The bill extending daylight saving time until the end of October cleared another hurdle Monday, passing a vote in the Knesset Interior Committee.

The legislation sets DST as beginning the Friday before the last Sunday of March and ending the last Sunday in October.

UTJ MKs opposed the change, explaining that it will force people to pray before sunrise, which is religiously problematic, because the sun will rise after 7 a.m. for part of October.

MK Uri Maklev (UTJ) also pointed out that there will be more waking hours on Yom Kippur because of the DST law, making it more difficult to fast.

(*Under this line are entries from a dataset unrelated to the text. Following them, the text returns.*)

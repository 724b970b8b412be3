// This Source Code Form is subject to the terms of the Mozilla Public
// License, v. 2.0. If a copy of the MPL was not distributed with this
// file, You can obtain one at https://mozilla.org/MPL/2.0/.

//! # IFC Takeoff Core
//!
//! STEP/IFC model loader built with [nom](https://docs.rs/nom), sized for
//! quantity takeoff rather than geometry.
//!
//! ## Overview
//!
//! - **STEP Tokenization**: zero-copy parsing of entity instances
//! - **Entity Scanning**: [memchr](https://docs.rs/memchr) accelerated entity discovery
//! - **Lazy Decoding**: attributes are decoded on demand through [`EntityDecoder`]
//! - **Model Introspection**: physical elements, property and quantity sets,
//!   and flattened material assignments
//!
//! ## Quick Start
//!
//! ```rust,ignore
//! use ifc_takeoff_core::IfcModel;
//!
//! let model = IfcModel::parse(&content)?;
//! let mut decoder = model.decoder();
//! for element in model.elements() {
//!     let materials = model.materials(&mut decoder, element.id)?;
//!     let quantities = model.quantity_sets(&mut decoder, element.id)?;
//!     println!("#{} {} {:?} {:?}", element.id, element.class, materials, quantities);
//! }
//! ```
//!
//! ## Feature Flags
//!
//! - `serde`: Enable serialization support for model data

pub mod attributes;
pub mod decoder;
pub mod error;
pub mod materials;
pub mod model;
pub mod parser;
pub mod properties;
pub mod schema;

pub use attributes::{AttributeValue, DecodedEntity};
pub use decoder::{build_entity_index, EntityDecoder, EntityIndex};
pub use error::{Error, Result};
pub use materials::Material;
pub use model::{Element, IfcModel, ModelStats, RefList};
pub use parser::{decode_step_string, parse_entity, EntityScanner, ScannedEntity, Token};
pub use properties::{
    PhysicalQuantity, PropertySet, PropertyValue, QuantityKind, QuantitySet,
};
pub use schema::{element_class, IfcType};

Interior Minister Gideon Sa’ar (Likud) pointed out that existing laws require employers to allow people to pray in the workplace, and as such, there should be no religious problem with the bill.

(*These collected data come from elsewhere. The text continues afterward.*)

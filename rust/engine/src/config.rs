// This Source Code Form is subject to the terms of the Mozilla Public
// License, v. 2.0. If a copy of the MPL was not distributed with this
// file, You can obtain one at https://mozilla.org/MPL/2.0/.

//! Engine configuration loaded from environment variables.

use ifc_takeoff_processing::DEFAULT_DENSITY;
use std::path::{Path, PathBuf};

const METADATA_FILE_NAME: &str = "metadata.json";

/// Engine configuration.
#[derive(Debug, Clone, PartialEq)]
pub struct EngineConfig {
    /// Directory holding uploaded models and their artefacts.
    pub uploads_dir: PathBuf,
    /// Per-file metadata JSON.
    pub metadata_file: PathBuf,
    /// Density (kg/m³) used when a request does not give one.
    pub default_density: f64,
}

impl EngineConfig {
    /// Configuration rooted at `uploads_dir` with default settings.
    pub fn new(uploads_dir: impl Into<PathBuf>) -> Self {
        let uploads_dir = uploads_dir.into();
        Self {
            metadata_file: uploads_dir.join(METADATA_FILE_NAME),
            uploads_dir,
            default_density: DEFAULT_DENSITY,
        }
    }

    /// Load configuration from environment variables.
    pub fn from_env() -> Self {
        let uploads_dir: PathBuf = std::env::var("TAKEOFF_UPLOADS_DIR")
            .unwrap_or_else(|_| "./uploads".into())
            .into();
        Self {
            metadata_file: std::env::var("TAKEOFF_METADATA_FILE")
                .map(PathBuf::from)
                .unwrap_or_else(|_| uploads_dir.join(METADATA_FILE_NAME)),
            default_density: std::env::var("TAKEOFF_DEFAULT_DENSITY")
                .ok()
                .and_then(|value| value.parse::<f64>().ok())
                .filter(|density| density.is_finite() && *density > 0.0)
                .unwrap_or(DEFAULT_DENSITY),
            uploads_dir,
        }
    }

    pub fn with_metadata_file(mut self, path: impl AsRef<Path>) -> Self {
        self.metadata_file = path.as_ref().to_path_buf();
        self
    }

    pub fn with_default_density(mut self, density: f64) -> Self {
        self.default_density = density;
        self
    }
}

impl Default for EngineConfig {
    fn default() -> Self {
        Self::from_env()
    }
}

“This bill has many advantages, and the issue of morning prayer is not enough of a reason to oppose it,” he said. “As a God-fearing Jew, I think we there are solutions to this problem.”

Deputy Religious Affairs Minister Eli Ben-Dahan said Bayit Yehudi supports extending DST, because it is a social and cultural issue, not a religious one.

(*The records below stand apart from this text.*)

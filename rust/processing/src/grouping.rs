// This Source Code Form is subject to the terms of the Mozilla Public
// License, v. 2.0. If a copy of the MPL was not distributed with this
// file, You can obtain one at https://mozilla.org/MPL/2.0/.

//! Material grouping and aggregation.
//!
//! Elements are resolved in parallel, one decoder per rayon worker, and then
//! folded into groups sequentially in model order so that floating point
//! sums (and therefore the serialized output) are identical between runs.

use crate::alignment::SkipSet;
use crate::materials::{fallback_label, resolve_materials, GroupKey, MaterialLabel};
use crate::quantities::{resolve_quantities, ElementQuantities};
use ifc_takeoff_core::{Element, EntityDecoder, IfcModel};
use rayon::prelude::*;
use rustc_hash::FxHashMap;
use serde::{Deserialize, Serialize};

/// Density used when the caller gives none (kg/m³, normal concrete)
pub const DEFAULT_DENSITY: f64 = 2400.0;

/// Aggregated takeoff row
#[derive(Debug, Clone, PartialEq, Serialize, Deserialize)]
#[serde(rename_all = "camelCase")]
pub struct MaterialGroup {
    #[serde(rename = "materialGroup")]
    pub group_key: String,
    /// 0 = material-bearing label, 1 = class fallback
    pub has_material: u8,
    /// Class of the first contributing element
    pub element_class: String,
    pub element_count: usize,
    pub total_area: Option<f64>,
    pub total_volume: Option<f64>,
    pub density: f64,
    pub total_weight: Option<f64>,
    pub missing_quantities: bool,
    pub missing_area: bool,
    pub missing_volume: bool,
    /// ExpressIDs in encounter order
    pub element_ids: Vec<u32>,
    /// GlobalIds of `element_ids`, position for position
    pub global_ids: Vec<Option<String>>,
}

impl MaterialGroup {
    pub fn sort_key(&self) -> GroupKey<'_> {
        GroupKey {
            has_material: self.has_material,
            label: &self.group_key,
            element_class: &self.element_class,
        }
    }

    pub fn has_material(&self) -> bool {
        self.has_material == 0
    }
}

/// One element with everything grouping needs
#[derive(Debug, Clone, PartialEq)]
pub struct ResolvedElement {
    pub id: u32,
    pub global_id: Option<String>,
    pub class: &'static str,
    pub quantities: ElementQuantities,
    pub labels: Vec<MaterialLabel>,
}

/// Running totals for a single group
#[derive(Debug, Clone)]
pub struct GroupAccumulator {
    label: String,
    has_material: u8,
    element_class: String,
    element_ids: Vec<u32>,
    global_ids: Vec<Option<String>>,
    area: f64,
    volume: f64,
    missing_area: bool,
    missing_volume: bool,
}

impl GroupAccumulator {
    pub fn new(label: &MaterialLabel, element_class: &str) -> Self {
        Self {
            label: label.label.clone(),
            has_material: label.tier(),
            element_class: element_class.to_string(),
            element_ids: Vec::new(),
            global_ids: Vec::new(),
            area: 0.0,
            volume: 0.0,
            missing_area: false,
            missing_volume: false,
        }
    }

    /// Count an element with its full quantities.
    ///
    /// Only strictly positive values are summed; zero or absent sets the
    /// matching missing flag.
    pub fn add(&mut self, element: &ResolvedElement) {
        self.element_ids.push(element.id);
        self.global_ids.push(element.global_id.clone());

        match element.quantities.area {
            Some(area) if area > 0.0 => self.area += area,
            _ => self.missing_area = true,
        }
        match element.quantities.volume {
            Some(volume) if volume > 0.0 => self.volume += volume,
            _ => self.missing_volume = true,
        }
    }

    pub fn finish(self, density: f64) -> MaterialGroup {
        let total_area = (self.area > 0.0).then_some(self.area);
        let total_volume = (self.volume > 0.0).then_some(self.volume);
        MaterialGroup {
            group_key: self.label,
            has_material: self.has_material,
            element_class: self.element_class,
            element_count: self.element_ids.len(),
            total_area,
            total_volume,
            density,
            total_weight: total_volume.map(|volume| volume * density),
            missing_quantities: self.missing_area || self.missing_volume,
            missing_area: self.missing_area,
            missing_volume: self.missing_volume,
            element_ids: self.element_ids,
            global_ids: self.global_ids,
        }
    }
}

/// Folds resolved elements into groups keyed by `(tier, label)`.
#[derive(Debug, Default)]
pub struct MaterialGrouper {
    index: FxHashMap<(u8, String), usize>,
    groups: Vec<GroupAccumulator>,
}

impl MaterialGrouper {
    pub fn new() -> Self {
        Self::default()
    }

    /// Add an element to every group it has a label for
    pub fn add(&mut self, element: &ResolvedElement) {
        for label in &element.labels {
            let key = (label.tier(), label.label.clone());
            let slot = match self.index.get(&key) {
                Some(&slot) => slot,
                None => {
                    self.groups.push(GroupAccumulator::new(label, element.class));
                    self.index.insert(key, self.groups.len() - 1);
                    self.groups.len() - 1
                }
            };
            self.groups[slot].add(element);
        }
    }

    pub fn len(&self) -> usize {
        self.groups.len()
    }

    pub fn is_empty(&self) -> bool {
        self.groups.is_empty()
    }

    /// Finished groups in hierarchical order
    pub fn finish(self, density: f64) -> Vec<MaterialGroup> {
        let mut groups: Vec<MaterialGroup> = self
            .groups
            .into_iter()
            .map(|accumulator| accumulator.finish(density))
            .collect();
        sort_groups(&mut groups);
        groups
    }
}

/// Sort by `(has_material, group_key, element_class)`, ordinal comparison
pub fn sort_groups(groups: &mut [MaterialGroup]) {
    groups.sort_by(|a, b| a.sort_key().cmp(&b.sort_key()));
}

/// Resolve quantities and labels of one element.
///
/// Failures are logged and degrade to no quantities and the class fallback
/// label; they never abort the aggregation.
pub fn resolve_element<'a>(
    model: &IfcModel<'a>,
    decoder: &mut EntityDecoder<'a>,
    element: &Element,
) -> ResolvedElement {
    let quantities = resolve_quantities(model, decoder, element).unwrap_or_else(|err| {
        tracing::warn!(
            element_id = element.id,
            class = element.class,
            error = %err,
            "Failed to resolve quantities"
        );
        ElementQuantities::default()
    });

    let labels = resolve_materials(model, decoder, element).unwrap_or_else(|err| {
        tracing::warn!(
            element_id = element.id,
            class = element.class,
            error = %err,
            "Failed to resolve materials"
        );
        vec![fallback_label(element.class)]
    });

    ResolvedElement {
        id: element.id,
        global_id: element.global_id.clone(),
        class: element.class,
        quantities,
        labels,
    }
}

/// Aggregate every element of the model that the mesh export did not skip.
pub fn aggregate(model: &IfcModel<'_>, skip_set: &SkipSet, density: f64) -> Vec<MaterialGroup> {
    let start = std::time::Instant::now();

    let elements: Vec<&Element> = model
        .elements()
        .iter()
        .filter(|element| !skip_set.contains(element.id))
        .collect();
    let skipped = model.elements().len() - elements.len();

    // Indexed parallel map keeps model order in the collected Vec
    let resolved: Vec<ResolvedElement> = elements
        .par_iter()
        .map_init(
            || model.decoder(),
            |decoder, element| resolve_element(model, decoder, element),
        )
        .collect();

    let mut grouper = MaterialGrouper::new();
    for element in &resolved {
        grouper.add(element);
    }
    let groups = grouper.finish(density);

    tracing::info!(
        elements = resolved.len(),
        skipped,
        groups = groups.len(),
        density,
        time_ms = start.elapsed().as_millis(),
        "Material aggregation complete"
    );

    groups
}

However, Ben-Dahan asked that an article be added to the law that will allow workers to be late to work if they are saying morning prayers.

If such a change is not made, “workers will have to choose between saying morning prayers on time or arriving at work on time, because most workplaces do not have the proper conditions to pray in a minyan [group of 10 men] or with a Torah,” he said.

Still, Ben Dahan pointed out that this only applies to 10 work days.

“Once again, we see that the Bayit Yehudi is forced to vote against its conscience on matters that harm their voters and not just haredim,” UTJ MK Ya’acov Asher responded. “It can’t be that a party representing religious and traditional people, who pray before going to work, doesn’t protect that group’s interests.”